## What is required
Using the records below, give the number of lines where the string "InvalidLink" shows up. Add nothing to it.

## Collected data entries
-=-=-
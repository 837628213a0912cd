//! arXiv link parsing.
//!
//! Only turns a pasted link into an identifier and canonical URLs; fetching
//! and rendering the PDF is left to the caller.

use std::fmt;

use regex::Regex;

use crate::error::{Error, Result};

/// An arXiv identifier such as `2401.01234`.
#[derive(Debug, Clone, PartialEq, Eq, Hash)]
pub struct ArxivId(String);

impl ArxivId {
    /// Parse an identifier out of an abstract-page or PDF link.
    ///
    /// Links mentioning `abs` are matched as abstract links first, then
    /// links mentioning `pdf` as PDF links.
    pub fn parse(link: &str) -> Result<Self> {
        let link = link.trim();
        if link.is_empty() {
            return Err(Error::InvalidLink("empty input".to_string()));
        }

        let pattern = if link.contains("abs") {
            r"arxiv\.org/abs/(\d+\.\d+)"
        } else if link.contains("pdf") {
            r"arxiv\.org/pdf/(\d+\.\d+)"
        } else {
            return Err(Error::InvalidLink(link.to_string()));
        };

        Regex::new(pattern)
            .unwrap()
            .captures(link)
            .and_then(|caps| caps.get(1))
            .map(|id| Self(id.as_str().to_string()))
            .ok_or_else(|| Error::InvalidArxivId(link.to_string()))
    }

    /// The bare identifier.
    pub fn as_str(&self) -> &str {
        &self.0
    }

    /// URL of the PDF.
    pub fn pdf_url(&self) -> String {
        format!("https://arxiv.org/pdf/{}.pdf", self.0)
    }

    /// URL of the abstract page.
    pub fn abs_url(&self) -> String {
        format!("https://arxiv.org/abs/{}", self.0)
    }
}

impl fmt::Display for ArxivId {
    fn fmt(&self, f: &mut fmt::Formatter<'_>) -> fmt::Result {
        f.write_str(&self.0)
    }
}

#[cfg(test)]
mod tests {
    use super::*;

    #[test]
    fn test_parse_abs_link() {
        let id = ArxivId::parse("see https://arxiv.org/abs/2401.01234v2 please").unwrap();
        assert_eq!(id.as_str(), "2401.01234");
        assert_eq!(id.pdf_url(), "https://arxiv.org/pdf/2401.01234.pdf");
        assert_eq!(id.abs_url(), "https://arxiv.org/abs/2401.01234");
    }

    #[test]
    fn test_parse_pdf_link() {
        let id = ArxivId::parse("https://arxiv.org/pdf/1706.03762").unwrap();
        assert_eq!(id.to_string(), "1706.03762");
    }

    #[test]
    fn test_parse_errors() {
        assert!(matches!(ArxivId::parse("  "), Err(Error::InvalidLink(_))));
        assert!(matches!(
            ArxivId::parse("https://example.com/paper"),
            Err(Error::InvalidLink(_))
        ));
        assert!(matches!(
            ArxivId::parse("https://arxiv.org/abs/hep-th"),
            Err(Error::InvalidArxivId(_))
        ));
    }

    #[test]
    fn test_abs_takes_precedence_over_pdf() {
        // Mentions both; the abs pattern is tried and does not match.
        let result = ArxivId::parse("https://arxiv.org/pdf/2401.01234 (abs)");
        assert!(matches!(result, Err(Error::InvalidArxivId(_))));
    }
}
-=-=-
## Answer to the exercise
4